While much of this information may or may not apply to this person and what brought them to you, we still need all the puzzle pieces to try and understand the whole picture of the patient. I equate it to having a jigsaw puzzle with more pieces than you need, you can still put the picture together as opposed to an unsolved puzzle due to several missing pieces.
This evaluation was the first thing about physical therapy school that I carried over to being a strength coach. How am I supposed to help an athlete if I don’t know everything about that athlete? Injury history? What’s their typical day look like? What do their warm-ups and cool-downs consist of? Nutrition? Sleep? Goals? Compensatory movement patterns? Movement constraints? Weaknesses? Motivation level? Overall health? Any question you can think of to give you more information about your client as it relates to their life, sport, and body, the better.
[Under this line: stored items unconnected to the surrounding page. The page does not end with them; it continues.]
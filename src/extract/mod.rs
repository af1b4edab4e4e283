pub mod geography;
pub mod ranked;
pub mod series;

use std::fmt;

use tracing::warn;

use crate::probe::{PageProbe, ProbeError};
use crate::settings::Settings;

#[derive(Debug, Clone, Copy, PartialEq, Eq, Hash)]
pub enum BlockKind {
    Series,
    Geography,
    RankedItems,
}

impl BlockKind {
    pub const ALL: [BlockKind; 3] = [BlockKind::Series, BlockKind::Geography, BlockKind::RankedItems];

    pub fn as_str(self) -> &'static str {
        match self {
            BlockKind::Series => "series",
            BlockKind::Geography => "geography",
            BlockKind::RankedItems => "ranked_items",
        }
    }

    pub fn parse(s: &str) -> Option<BlockKind> {
        BlockKind::ALL.into_iter().find(|k| k.as_str() == s)
    }

    /// Column names of the block's table: (label, count).
    pub fn columns(self) -> (&'static str, &'static str) {
        match self {
            BlockKind::Series => ("date_text", "count"),
            BlockKind::Geography => ("location", "count"),
            BlockKind::RankedItems => ("item", "count"),
        }
    }
}

impl fmt::Display for BlockKind {
    fn fmt(&self, f: &mut fmt::Formatter<'_>) -> fmt::Result {
        f.write_str(self.as_str())
    }
}

#[derive(Debug, Clone, PartialEq)]
pub enum Count {
    /// Parsed whole count (series block).
    Number(u64),
    /// Label-stripped text, numeric parsing left to the reader ("1.2M").
    Text(String),
}

#[derive(Debug, Clone, PartialEq)]
pub struct NormalizedRow {
    pub label: String,
    pub count: Count,
}

impl NormalizedRow {
    pub fn number(label: &str, count: u64) -> Self {
        NormalizedRow {
            label: label.to_string(),
            count: Count::Number(count),
        }
    }

    pub fn text(label: &str, count: &str) -> Self {
        NormalizedRow {
            label: label.to_string(),
            count: Count::Text(count.to_string()),
        }
    }
}

/// Result of one block extraction. `ok == false` always comes with empty rows.
#[derive(Debug, Clone, PartialEq)]
pub struct BlockOutcome {
    pub kind: BlockKind,
    pub rows: Vec<NormalizedRow>,
    pub ok: bool,
    pub warning: Option<String>,
}

impl BlockOutcome {
    pub fn succeeded(kind: BlockKind, rows: Vec<NormalizedRow>) -> Self {
        BlockOutcome {
            kind,
            rows,
            ok: true,
            warning: None,
        }
    }

    pub fn failed(kind: BlockKind, warning: String) -> Self {
        BlockOutcome {
            kind,
            rows: Vec::new(),
            ok: false,
            warning: Some(warning),
        }
    }

    /// Extractor boundary: any probe fault becomes an empty, warned outcome.
    fn guard(kind: BlockKind, entity: &str, result: Result<Vec<NormalizedRow>, ProbeError>) -> Self {
        match result {
            Ok(rows) => BlockOutcome::succeeded(kind, rows),
            Err(e) => {
                warn!("{}: {} block empty: {}", entity, kind, e);
                BlockOutcome::failed(kind, e.to_string())
            }
        }
    }
}

pub struct ExtractedBlocks {
    pub series: BlockOutcome,
    pub geography: BlockOutcome,
    pub ranked_items: BlockOutcome,
}

impl ExtractedBlocks {
    pub fn empty(reason: &str) -> Self {
        ExtractedBlocks {
            series: BlockOutcome::failed(BlockKind::Series, reason.to_string()),
            geography: BlockOutcome::failed(BlockKind::Geography, reason.to_string()),
            ranked_items: BlockOutcome::failed(BlockKind::RankedItems, reason.to_string()),
        }
    }

    pub fn iter(&self) -> impl Iterator<Item = &BlockOutcome> {
        [&self.series, &self.geography, &self.ranked_items].into_iter()
    }
}

/// Run the three extractors in fixed order; each one runs whatever the others did.
pub fn extract_all<P: PageProbe>(probe: &mut P, entity: &str, settings: &Settings) -> ExtractedBlocks {
    let series = BlockOutcome::guard(
        BlockKind::Series,
        entity,
        series::extract(probe, &settings.selectors, &settings.timings),
    );
    let geography = BlockOutcome::guard(
        BlockKind::Geography,
        entity,
        geography::extract(probe, &settings.selectors, &settings.timings, settings.output.max_rows),
    );
    let ranked_items = BlockOutcome::guard(
        BlockKind::RankedItems,
        entity,
        ranked::extract(probe, &settings.selectors, &settings.timings, settings.output.max_rows),
    );

    ExtractedBlocks {
        series,
        geography,
        ranked_items,
    }
}

/// Pair two independently queried element lists by index.
///
/// The insights page renders labels and their counts as sibling lists in the
/// same order; nothing ties label[i] to count[i] beyond that DOM order. The
/// shorter list wins and extra elements of the longer one are dropped.
pub(crate) fn pair_positionally<A, B>(labels: Vec<A>, counts: Vec<B>, cap: usize) -> Vec<(A, B)> {
    labels.into_iter().zip(counts).take(cap).collect()
}

#[cfg(test)]
mod tests {
    use super::*;

    #[test]
    fn pairing_truncates_to_shorter_and_cap() {
        let pairs = pair_positionally(vec![1, 2, 3], vec!["a", "b"], 10);
        assert_eq!(pairs, vec![(1, "a"), (2, "b")]);
        let capped = pair_positionally((0..15).collect(), (0..15).collect::<Vec<_>>(), 10);
        assert_eq!(capped.len(), 10);
        assert_eq!(capped[9], (9, 9));
    }

    #[test]
    fn block_kind_names() {
        for kind in BlockKind::ALL {
            assert_eq!(BlockKind::parse(kind.as_str()), Some(kind));
        }
        assert_eq!(BlockKind::RankedItems.columns(), ("item", "count"));
        assert_eq!(BlockKind::parse("visitas"), None);
    }

    #[test]
    fn guard_turns_faults_into_empty_outcomes() {
        let out = BlockOutcome::guard(
            BlockKind::Geography,
            "Artist",
            Err(ProbeError::NoPage),
        );
        assert!(!out.ok);
        assert!(out.rows.is_empty());
        assert_eq!(out.warning.as_deref(), Some("no page loaded"));
    }
}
This is definitely something I feel is lacking in the strength training community from a coach’s perspective. Too often, I’ve seen coaches take on new clients and only ask them about their maxes and training goals. Don’t get me wrong; that’s important to know, but it leaves too much off the table and really tells you nothing about the client. I get it, we get busy and want to narrow everything down to the simplest of questions, but the initial client interview is the foundation that everything else you do for that client is built on.
The more information you have, the better a plan you can create for that client, the better their outcomes will be, the better a reputation you will earn. So take the time on the front end with your clients to ask a lot of questions and really listen to all of the puzzle pieces they give you.
Training Should Not Be Spaghetti Thrown at A Wall
When I started my first outpatient clinical rotation, I felt like I needed to fill every session to the brim with exercises to fix whatever issues my patients had. I would seriously do six to eight different exercises in a treatment session.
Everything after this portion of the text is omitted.